There’s nothing like a party on your beautiful paver patio. Until a guest trips on a loose paver and tumbles face first into the seven-layer dip.
What’s the story behind those pesky loose pavers?
Pavers aren’t set in concrete. They’re nestled on top of a bed of compacted sand. For the most part, they stay secure.
But over time, the sand settles into the ground, making the pavers lopsided. Gaps in the sand underneath cause pavers to wiggle loose.
Paver patios are a popular project for industrious do-it-yourselfers. But there are a few common mistakes homeowners make with paver installation that can cause pavers to pop loose over time.
5 Likely Reasons Your Patio Pavers Are Loose
Let’s take a look at how to repair loose pavers AND why your pavers might be loose in the first place.
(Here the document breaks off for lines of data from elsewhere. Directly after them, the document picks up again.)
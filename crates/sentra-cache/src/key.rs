//! Cache keys: `(namespace, symbol, time_bucket)`.

use std::fmt;

use chrono::{DateTime, Duration, DurationRound, Utc};

/// Data kind cached, each with its own bucket width.
#[derive(Debug, Clone, Copy, PartialEq, Eq, Hash)]
pub enum Namespace {
    /// Fetched articles; intraday, 15-minute buckets.
    News,
    /// Per-symbol model results; intraday, 15-minute buckets.
    Analysis,
    /// End-of-day artifacts; one bucket per UTC day.
    Report,
}

impl Namespace {
    #[must_use]
    pub fn as_str(self) -> &'static str {
        match self {
            Namespace::News => "news",
            Namespace::Analysis => "analysis",
            Namespace::Report => "report",
        }
    }

    #[must_use]
    pub fn bucket_width(self) -> Duration {
        match self {
            Namespace::News | Namespace::Analysis => Duration::minutes(15),
            Namespace::Report => Duration::days(1),
        }
    }

    /// Label of the bucket containing `at`: the bucket start in UTC.
    #[must_use]
    pub fn bucket_label(self, at: DateTime<Utc>) -> String {
        let start = at.duration_trunc(self.bucket_width()).unwrap_or(at);
        match self {
            Namespace::News | Namespace::Analysis => start.format("%Y%m%dT%H%M").to_string(),
            Namespace::Report => start.format("%Y%m%d").to_string(),
        }
    }
}

impl fmt::Display for Namespace {
    fn fmt(&self, f: &mut fmt::Formatter<'_>) -> fmt::Result {
        f.write_str(self.as_str())
    }
}

#[derive(Debug, Clone, PartialEq, Eq, Hash)]
pub struct CacheKey {
    namespace: Namespace,
    symbol: String,
    bucket: String,
}

impl CacheKey {
    /// Key for `symbol` in the bucket of `namespace` that contains `at`.
    #[must_use]
    pub fn new(namespace: Namespace, symbol: &str, at: DateTime<Utc>) -> Self {
        Self {
            namespace,
            symbol: symbol.to_ascii_uppercase(),
            bucket: namespace.bucket_label(at),
        }
    }

    #[must_use]
    pub fn namespace(&self) -> Namespace {
        self.namespace
    }

    #[must_use]
    pub fn symbol(&self) -> &str {
        &self.symbol
    }

    #[must_use]
    pub fn bucket(&self) -> &str {
        &self.bucket
    }
}

impl fmt::Display for CacheKey {
    fn fmt(&self, f: &mut fmt::Formatter<'_>) -> fmt::Result {
        write!(f, "{}:{}:{}", self.namespace, self.symbol, self.bucket)
    }
}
Let’s keep the guests — and that dip — safe.
Too Much Space Between Pavers
If you didn’t use spacers when installing your pavers so the spaces in-between are uniform, there might be too much space between them.
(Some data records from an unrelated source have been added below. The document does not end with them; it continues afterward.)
use crate::app_config::{AppConfig, Environment, ModelEndpointConfig, ReportSchedules};
use crate::types::ModelKind;
use crate::ConfigError;

const DEFAULT_SYMBOLS: &str = "SPY,QQQ,AAPL,MSFT,NVDA";

/// Load application configuration from environment variables.
///
/// Calls `dotenvy::dotenv().ok()` to load `.env` files before reading env vars.
///
/// # Errors
///
/// Returns `ConfigError` if required env vars are missing or values are invalid.
pub fn load_app_config() -> Result<AppConfig, ConfigError> {
    dotenvy::dotenv().ok();
    load_app_config_from_env()
}

/// Load application configuration from environment variables already in the process.
///
/// Unlike [`load_app_config`], this does NOT load `.env` files.
///
/// # Errors
///
/// Returns `ConfigError` if required env vars are missing or values are invalid.
pub fn load_app_config_from_env() -> Result<AppConfig, ConfigError> {
    build_app_config(|key| std::env::var(key))
}

/// Build application configuration using the provided env-var lookup function.
///
/// This is the parsing/validation core, decoupled from the real environment
/// so tests can drive it from a `HashMap`.
fn build_app_config<F>(lookup: F) -> Result<AppConfig, ConfigError>
where
    F: Fn(&str) -> Result<String, std::env::VarError>,
{
    use std::net::SocketAddr;

    let require = |var: &str| -> Result<String, ConfigError> {
        lookup(var).map_err(|_| ConfigError::MissingEnvVar(var.to_string()))
    };

    let or_default = |var: &str, default: &str| -> String {
        lookup(var).unwrap_or_else(|_| default.to_string())
    };

    let invalid = |var: &str, reason: String| ConfigError::InvalidEnvVar {
        var: var.to_string(),
        reason,
    };

    let parse_addr = |var: &str, default: &str| -> Result<SocketAddr, ConfigError> {
        or_default(var, default)
            .parse::<SocketAddr>()
            .map_err(|e| invalid(var, e.to_string()))
    };

    let parse_u32 = |var: &str, default: &str| -> Result<u32, ConfigError> {
        or_default(var, default)
            .parse::<u32>()
            .map_err(|e| invalid(var, e.to_string()))
    };

    let parse_u64 = |var: &str, default: &str| -> Result<u64, ConfigError> {
        or_default(var, default)
            .parse::<u64>()
            .map_err(|e| invalid(var, e.to_string()))
    };

    let parse_usize = |var: &str, default: &str| -> Result<usize, ConfigError> {
        or_default(var, default)
            .parse::<usize>()
            .map_err(|e| invalid(var, e.to_string()))
    };

    let parse_positive_u32 = |var: &str, default: &str| -> Result<u32, ConfigError> {
        match parse_u32(var, default)? {
            0 => Err(invalid(var, "must be at least 1".to_string())),
            n => Ok(n),
        }
    };

    let parse_kind = |var: &str, default: &str| -> Result<ModelKind, ConfigError> {
        or_default(var, default)
            .parse::<ModelKind>()
            .map_err(|e| invalid(var, e.to_string()))
    };

    let database_url = require("DATABASE_URL")?;
    let env = parse_environment(&or_default("SENTRA_ENV", "development"))?;

    let bind_addr = parse_addr("SENTRA_BIND_ADDR", "0.0.0.0:3000")?;
    let log_level = or_default("SENTRA_LOG_LEVEL", "info");

    let db_max_connections = parse_u32("SENTRA_DB_MAX_CONNECTIONS", "10")?;
    let db_min_connections = parse_u32("SENTRA_DB_MIN_CONNECTIONS", "1")?;
    let db_acquire_timeout_secs = parse_u64("SENTRA_DB_ACQUIRE_TIMEOUT_SECS", "10")?;

    let symbols = parse_symbols(&or_default("SENTRA_SYMBOLS", DEFAULT_SYMBOLS))
        .map_err(|reason| invalid("SENTRA_SYMBOLS", reason))?;

    let model_a_kind = parse_kind("SENTRA_MODEL_A_KIND", "classifier")?;
    let model_a = ModelEndpointConfig {
        base_url: or_default("SENTRA_MODEL_A_URL", "http://localhost:8001"),
        kind: model_a_kind,
        timeout_secs: parse_u64(
            "SENTRA_MODEL_A_TIMEOUT_SECS",
            &model_a_kind.default_timeout_secs().to_string(),
        )?,
    };

    let model_b_kind = parse_kind("SENTRA_MODEL_B_KIND", "generative")?;
    let model_b = ModelEndpointConfig {
        base_url: or_default("SENTRA_MODEL_B_URL", "http://localhost:8002"),
        kind: model_b_kind,
        timeout_secs: parse_u64(
            "SENTRA_MODEL_B_TIMEOUT_SECS",
            &model_b_kind.default_timeout_secs().to_string(),
        )?,
    };

    let retry_max_attempts = parse_positive_u32("SENTRA_RETRY_MAX_ATTEMPTS", "3")?;
    let retry_backoff_base_ms = parse_u64("SENTRA_RETRY_BACKOFF_BASE_MS", "500")?;
    let retry_backoff_cap_ms = parse_u64("SENTRA_RETRY_BACKOFF_CAP_MS", "8000")?;
    let breaker_threshold = parse_positive_u32("SENTRA_BREAKER_THRESHOLD", "3")?;
    let breaker_cooldown_secs = parse_u64("SENTRA_BREAKER_COOLDOWN_SECS", "60")?;

    let max_concurrent_symbols = parse_usize("SENTRA_MAX_CONCURRENT_SYMBOLS", "5")?.max(1);
    let run_deadline_secs = parse_u64("SENTRA_RUN_DEADLINE_SECS", "1800")?;
    let max_stage_secs = parse_u64("SENTRA_MAX_STAGE_SECS", "600")?;

    let news_window_hours = parse_positive_u32("SENTRA_NEWS_WINDOW_HOURS", "24")?;
    let news_cache_ttl_secs = parse_u64("SENTRA_NEWS_CACHE_TTL_SECS", "900")?;
    let analysis_cache_ttl_secs = parse_u64("SENTRA_ANALYSIS_CACHE_TTL_SECS", "900")?;
    let fast_cache_capacity = parse_usize("SENTRA_FAST_CACHE_CAPACITY", "1024")?;

    let schedules = ReportSchedules {
        premarket: or_default("SENTRA_PREMARKET_CRON", "0 30 12 * * MON-FRI"),
        midday: or_default("SENTRA_MIDDAY_CRON", "0 0 17 * * MON-FRI"),
        end_of_day: or_default("SENTRA_END_OF_DAY_CRON", "0 15 21 * * MON-FRI"),
    };

    Ok(AppConfig {
        database_url,
        env,
        bind_addr,
        log_level,
        db_max_connections,
        db_min_connections,
        db_acquire_timeout_secs,
        symbols,
        model_a,
        model_b,
        retry_max_attempts,
        retry_backoff_base_ms,
        retry_backoff_cap_ms,
        breaker_threshold,
        breaker_cooldown_secs,
        max_concurrent_symbols,
        run_deadline_secs,
        max_stage_secs,
        news_window_hours,
        news_cache_ttl_secs,
        analysis_cache_ttl_secs,
        fast_cache_capacity,
        schedules,
    })
}

/// Parse a string into an `Environment` variant.
///
/// # Errors
///
/// Returns [`ConfigError::InvalidEnvVar`] for anything other than
/// `development`, `test` or `production`.
fn parse_environment(s: &str) -> Result<Environment, ConfigError> {
    match s {
        "development" => Ok(Environment::Development),
        "test" => Ok(Environment::Test),
        "production" => Ok(Environment::Production),
        other => Err(ConfigError::InvalidEnvVar {
            var: "SENTRA_ENV".to_string(),
            reason: format!("unknown environment '{other}'"),
        }),
    }
}

/// Parse a comma-separated ticker list.
///
/// Tickers are trimmed and upper-cased; duplicates are dropped keeping the
/// first occurrence. Only ASCII alphanumerics, `.` and `-` are accepted.
///
/// # Errors
///
/// Returns a reason string when a ticker contains other characters.
pub fn parse_symbols(raw: &str) -> Result<Vec<String>, String> {
    let mut symbols: Vec<String> = Vec::new();
    for part in raw.split(',') {
        let symbol = part.trim().to_ascii_uppercase();
        if symbol.is_empty() {
            continue;
        }
        if !symbol
            .chars()
            .all(|c| c.is_ascii_alphanumeric() || c == '.' || c == '-')
        {
            return Err(format!("invalid ticker '{symbol}'"));
        }
        if !symbols.contains(&symbol) {
            symbols.push(symbol);
        }
    }
    Ok(symbols)
}

#[cfg(test)]
#[path = "config_test.rs"]
mod tests;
Nice close pavers, lined up correctly, aren’t just for looks. It makes for a stronger, more stable patio.
Not Compacting The Sand Base
You want a firm, solid surface, which means really compacting that sand that goes beneath your pavers.
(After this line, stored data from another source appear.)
use thiserror::Error;

#[derive(Debug, Error)]
pub enum NewsError {
    /// Network or TLS failure from the underlying HTTP client.
    #[error("HTTP error: {0}")]
    Http(#[from] reqwest::Error),

    /// The feed answered with a non-2xx status.
    #[error("news feed returned HTTP {0}")]
    Status(u16),

    /// The feed body is not well-formed XML.
    #[error("XML parse error: {0}")]
    Xml(#[from] quick_xml::Error),
}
If you didn’t use a mechanical compactor, but borrowed your neighbor’s Saint Bernard to walk over your patio sand, a shifting base may have dislodged your pavers.
Skimping On Filler Sand
A generous amount of filler sand, fit snugly between pavers, helps keep them solid. If you skimped, there might not be enough sand there to keep pavers in place as the ground freezes and thaws.
Ignoring The Edges
Just like you nibble a cookie from the outside in, a paver patio usually starts wearing first around the edges. The center of the patio is nicely protected, but the edges are vulnerable to wear.
Did you take time to properly install edging? The edging can be bricks placed on edge, lumber or preformed plastic or metal. Edging can be added before or after laying the pavers. But do add it.
Potentially Poor Drainage
Are your patio pavers at the proper incline? For patios, rain and snow are unavoidable, but pooling water is.
A slight slope away from your home — one-quarter inch of drop per foot of length — is a good target to shoot for.
How To Fix Loose Patio Pavers
Right — add more sand. But here’s a closer look at how to repair loose pavers:
- Pull out the loose paver and add sand, small amounts at a time.
- Spread the sand out into a flat layer and then tamp it down. You want it to be even and solid to form a strong base for the paver.
- Use a level to make sure it’s flat and even. (Technology tip: you can get a level app on your smartphone.)
- Place the paver in the space and check its height in relation to the pavers around it.
- Then adjust the amount of sand as needed.
- Use a rubber mallet to gently tap the paver in place and seat it in the sand.
- Check that level again to make sure the paver is even and lined up with the pavers around it.
Nope — You’re Not Done Yet
You want this wayward paver to stay in place this time, so pour more sand over the area and use a push broom to move the sand around. It needs to fill the gaps between the pavers.
Wet the sand down and repeat the process until the gaps are completely full. When you think you’ve added enough sand, add some more.
Sweep away all of the excess sand. Voila.
Neave Knows Paver Patios
At Neave Masonry, we hear from a number of customers who’ve tried installing patio pavers on their own and, well, things didn’t end up looking quite right.
The expert masons at Neave know all the tricks of the trade and have the right tools to do the job right the first time.
Neave knows that paver patio installation isn’t easy. That’s why your personal project manager at Neave will help you design the perfect paver patio, then arrange construction teams and sort out all the details.
You can spend your time planning the patio party.
We’d love to hear from you. If you’re in the Hudson Valley, call us at (845) 463-0592. If you’re in Westchester County, call (914) 271-7996; from Connecticut, dial (203) 212-4800. Or, fill out our simple web form, and we’ll contact you about setting up your free consultation.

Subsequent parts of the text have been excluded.